WHAT YOU NEED TO DO: For the word "holds", find each line in the entries where it occurs and copy that line.
::: RECORDS TO USE
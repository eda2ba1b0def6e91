//! Deferred reclamation of superseded GPU resources
//!
//! With several frames in flight a buffer replaced during frame F may still be
//! read by command buffers from frames F-1 .. F-n that the device has not
//! finished. Such buffers are parked here, tagged with the frame epoch at which
//! they were retired, and released only once `frames_in_flight` frame
//! boundaries have passed.

use std::collections::VecDeque;

use crate::device::GpuBuffer;

/// What to release once an entry matures
#[derive(Debug)]
pub enum ReclaimAction<M> {
    /// A device-local buffer replaced by a larger allocation
    DeviceBuffer(GpuBuffer<M>),
    /// A staging buffer whose copy was recorded into an in-flight command buffer
    StagingBuffer(GpuBuffer<M>),
}

impl<M> ReclaimAction<M> {
    /// The buffer this action releases
    pub fn buffer(&self) -> &GpuBuffer<M> {
        match self {
            Self::DeviceBuffer(buffer) | Self::StagingBuffer(buffer) => buffer,
        }
    }

    /// Take the buffer out of the action
    pub fn into_buffer(self) -> GpuBuffer<M> {
        match self {
            Self::DeviceBuffer(buffer) | Self::StagingBuffer(buffer) => buffer,
        }
    }
}

#[derive(Debug)]
struct ReclaimEntry<M> {
    action: ReclaimAction<M>,
    epoch: u64,
}

/// Queue of resources waiting for the device to retire the frames that use them
#[derive(Debug)]
pub struct DeferredReclaimQueue<M> {
    entries: VecDeque<ReclaimEntry<M>>,
    epoch: u64,
    frames_in_flight: u64,
}

impl<M> DeferredReclaimQueue<M> {
    /// Create a queue that holds entries for `frames_in_flight` frame boundaries
    pub fn new(frames_in_flight: u64) -> Self {
        Self {
            entries: VecDeque::new(),
            epoch: 0,
            frames_in_flight: frames_in_flight.max(1),
        }
    }

    /// Park `action` until `frames_in_flight` frames after the current epoch
    pub fn delete_after_frames(&mut self, action: ReclaimAction<M>) {
        self.entries.push_back(ReclaimEntry {
            action,
            epoch: self.epoch,
        });
    }

    /// Frame-boundary hook: advance the epoch and run every matured entry
    ///
    /// Returns the number of entries released.
    pub fn advance_frame(&mut self, mut release: impl FnMut(ReclaimAction<M>)) -> usize {
        self.epoch += 1;

        let mut released = 0;
        // Epochs are pushed in non-decreasing order, so only the front can mature.
        while self
            .entries
            .front()
            .is_some_and(|entry| self.epoch - entry.epoch >= self.frames_in_flight)
        {
            if let Some(entry) = self.entries.pop_front() {
                release(entry.action);
                released += 1;
            }
        }
        released
    }

    /// Release everything immediately
    ///
    /// Only valid after a device-idle wait, at teardown.
    pub fn drain(&mut self, mut release: impl FnMut(ReclaimAction<M>)) -> usize {
        let count = self.entries.len();
        for entry in self.entries.drain(..) {
            release(entry.action);
        }
        count
    }

    /// Current frame epoch
    pub fn epoch(&self) -> u64 {
        self.epoch
    }

    /// Number of entries still waiting
    pub fn pending_count(&self) -> usize {
        self.entries.len()
    }

    /// Frames an entry is held for
    pub fn frames_in_flight(&self) -> u64 {
        self.frames_in_flight
    }

    /// Update the holding period, e.g. after swapchain recreation
    pub fn set_frames_in_flight(&mut self, frames_in_flight: u64) {
        self.frames_in_flight = frames_in_flight.max(1);
    }
}
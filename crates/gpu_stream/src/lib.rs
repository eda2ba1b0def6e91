//! # GPU Stream
//!
//! Low-level GPU command recording and resource streaming for a Vulkan renderer.
//!
//! ## Components
//!
//! - **Command pools**: [`CommandPoolSet`] hands out recyclable command buffers to
//!   any worker thread and builds one ordered submission batch per frame
//! - **Growable buffers**: [`GrowableBuffer`] presents a resizable element array
//!   backed by a single device-local buffer, with blocking, recorded and batched
//!   write paths
//! - **Deferred reclamation**: [`DeferredReclaimQueue`] holds superseded buffers
//!   until no frame in flight can reference them
//!
//! ## Frame Loop
//!
//! ```rust,no_run
//! use std::sync::Arc;
//! use ash::vk;
//! use gpu_stream::prelude::*;
//!
//! fn frame<D: GpuDevice>(
//!     context: &Arc<GpuContext<D>>,
//!     pools: &mut CommandPoolSet<D>,
//!     instances: &mut GrowableBuffer<[f32; 16], D>,
//!     queue: vk::Queue,
//!     fence: vk::Fence,
//! ) -> GpuResult<()> {
//!     let workers = &*pools;
//!     std::thread::scope(|scope| {
//!         for thread_id in 0..workers.thread_count() {
//!             scope.spawn(move || {
//!                 let cmd = workers.get_next_command_buffer(thread_id, true);
//!                 // record work...
//!                 workers.end_command_buffer(thread_id, cmd);
//!             });
//!         }
//!     });
//!
//!     let upload = pools.get_next_command_buffer(0, true);
//!     instances.enqueue_write(&[[0.0; 16]], 0);
//!     instances.flush(upload.raw());
//!     pools.queue_command_buffer(upload);
//!
//!     pools.submit_all(queue, &SubmitDependencies::default(), fence);
//!     context.device().wait_for_fence(fence, context.config().fence_timeout_ns)?;
//!     pools.reset_pools();
//!     context.end_frame();
//!     Ok(())
//! }
//! ```

#![warn(missing_docs)]
#![warn(clippy::all, clippy::pedantic, clippy::nursery)]
#![allow(clippy::module_name_repetitions, clippy::similar_names, clippy::too_many_arguments)]

pub mod buffer;
pub mod commands;
pub mod config;
pub mod context;
pub mod device;
pub mod error;
pub mod fatal;
pub mod reclaim;
pub mod telemetry;

pub use buffer::{GrowableBuffer, PendingWrite};
pub use commands::{CommandBufferHandle, CommandPoolSet, RecordState, SubmitDependencies, SubmitSummary};
pub use config::{Config, ConfigError, GrowthPolicy, StreamingConfig};
pub use context::GpuContext;
pub use device::{GpuBuffer, GpuDevice, MemoryLocation, SubmitBatch, VulkanDevice};
pub use error::{GpuError, GpuResult};
pub use reclaim::{DeferredReclaimQueue, ReclaimAction};
pub use telemetry::{MemoryTelemetry, TelemetrySnapshot};

/// Common imports for renderer code
pub mod prelude {
    pub use crate::{
        CommandBufferHandle, CommandPoolSet, Config, GpuContext, GpuDevice, GpuError, GpuResult,
        GrowableBuffer, GrowthPolicy, StreamingConfig, SubmitDependencies,
    };
}
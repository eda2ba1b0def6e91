//! Multi-threaded command buffer allocation and submission

mod pool_set;
mod slot;

pub use pool_set::{CommandPoolSet, SubmitDependencies, SubmitSummary};
pub use slot::{CommandBufferHandle, RecordState};
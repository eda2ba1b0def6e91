//! Growable device-local buffers

mod growable;
mod pending;

pub use growable::GrowableBuffer;
pub use pending::PendingWrite;
//! Graphics API boundary
//!
//! Everything the streaming layer needs from the device is expressed by the
//! [`GpuDevice`] trait: command pools and buffers, queue submission, fences,
//! buffer allocation, mapped writes, copies and barriers. [`VulkanDevice`] is
//! the production implementation over `ash`.

mod vulkan;

#[cfg(test)]
pub(crate) mod mock;

pub use vulkan::VulkanDevice;

use ash::vk;
use crate::error::GpuResult;

/// Where a buffer's memory should live
#[derive(Debug, Clone, Copy, PartialEq, Eq, Hash)]
pub enum MemoryLocation {
    /// Device-local memory, only reachable through copies
    DeviceLocal,
    /// Host-visible, host-coherent memory used for staging uploads
    HostVisible,
}

/// A native buffer together with the memory bound to it
///
/// Owned by exactly one holder: a [`GrowableBuffer`](crate::GrowableBuffer), a
/// transient staging upload, or the reclaim queue.
#[derive(Debug)]
pub struct GpuBuffer<M> {
    /// Native buffer handle
    pub buffer: vk::Buffer,
    /// Backend-specific memory backing the buffer
    pub memory: M,
    /// Size of the buffer in bytes
    pub size: vk::DeviceSize,
    /// Memory location the buffer was created in
    pub location: MemoryLocation,
}

/// One queue submission: command buffers plus semaphore wiring
#[derive(Debug, Clone, Copy, Default)]
pub struct SubmitBatch<'a> {
    /// Command buffers in execution order
    pub command_buffers: &'a [vk::CommandBuffer],
    /// Semaphores waited on before execution
    pub wait_semaphores: &'a [vk::Semaphore],
    /// Pipeline stage for each wait semaphore
    pub wait_stages: &'a [vk::PipelineStageFlags],
    /// Semaphores signaled on completion
    pub signal_semaphores: &'a [vk::Semaphore],
}

/// Device primitives used by command pools and growable buffers
///
/// Implementations must be shareable across recording threads. Command pools
/// themselves are not thread-safe; callers guarantee a pool is only touched by
/// one thread at a time.
pub trait GpuDevice: Send + Sync + 'static {
    /// Memory handle bound to each buffer
    type Memory: Send + 'static;

    /// Create a command pool whose buffers can be reset individually or as a pool
    fn create_command_pool(&self, queue_family_index: u32) -> GpuResult<vk::CommandPool>;

    /// Reset a pool, recycling every command buffer allocated from it
    fn reset_command_pool(&self, pool: vk::CommandPool) -> GpuResult<()>;

    /// Destroy a pool and every command buffer allocated from it
    fn destroy_command_pool(&self, pool: vk::CommandPool);

    /// Allocate one primary command buffer
    fn allocate_command_buffer(&self, pool: vk::CommandPool) -> GpuResult<vk::CommandBuffer>;

    /// Return a command buffer to its pool
    fn free_command_buffer(&self, pool: vk::CommandPool, command_buffer: vk::CommandBuffer);

    /// Begin recording
    fn begin_command_buffer(&self, command_buffer: vk::CommandBuffer, one_time_submit: bool) -> GpuResult<()>;

    /// End recording
    fn end_command_buffer(&self, command_buffer: vk::CommandBuffer) -> GpuResult<()>;

    /// Submit one batch, optionally signaling `fence`
    fn queue_submit(&self, queue: vk::Queue, batch: &SubmitBatch<'_>, fence: vk::Fence) -> GpuResult<()>;

    /// Block until the queue has no pending work
    fn queue_wait_idle(&self, queue: vk::Queue) -> GpuResult<()>;

    /// Block until the whole device is idle
    fn device_wait_idle(&self) -> GpuResult<()>;

    /// Create an unsignaled fence
    fn create_fence(&self) -> GpuResult<vk::Fence>;

    /// Wait for a fence, failing with [`GpuError::Timeout`](crate::GpuError::Timeout) on expiry
    fn wait_for_fence(&self, fence: vk::Fence, timeout_ns: u64) -> GpuResult<()>;

    /// Reset a fence to unsignaled
    fn reset_fence(&self, fence: vk::Fence) -> GpuResult<()>;

    /// Destroy a fence
    fn destroy_fence(&self, fence: vk::Fence);

    /// Create a buffer and bind freshly allocated memory to it
    fn create_buffer(
        &self,
        size: vk::DeviceSize,
        usage: vk::BufferUsageFlags,
        location: MemoryLocation,
        name: &str,
    ) -> GpuResult<GpuBuffer<Self::Memory>>;

    /// Destroy a buffer and free its memory immediately
    fn destroy_buffer(&self, buffer: GpuBuffer<Self::Memory>);

    /// Copy bytes into a host-visible buffer through a mapping
    fn write_buffer(&self, buffer: &GpuBuffer<Self::Memory>, offset: vk::DeviceSize, data: &[u8]) -> GpuResult<()>;

    /// Record a buffer-to-buffer copy
    fn cmd_copy_buffer(
        &self,
        command_buffer: vk::CommandBuffer,
        src: vk::Buffer,
        dst: vk::Buffer,
        regions: &[vk::BufferCopy],
    );

    /// Record a transfer-write to transfer/shader-read barrier on `buffer`
    fn cmd_transfer_barrier(&self, command_buffer: vk::CommandBuffer, buffer: vk::Buffer);
}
::::::
OUTPUT OF THE TASK:
    /// Create a queue that holds entries for `frames_in_flight` frame boundaries
//! - **Deferred reclamation**: [`DeferredReclaimQueue`] holds superseded buffers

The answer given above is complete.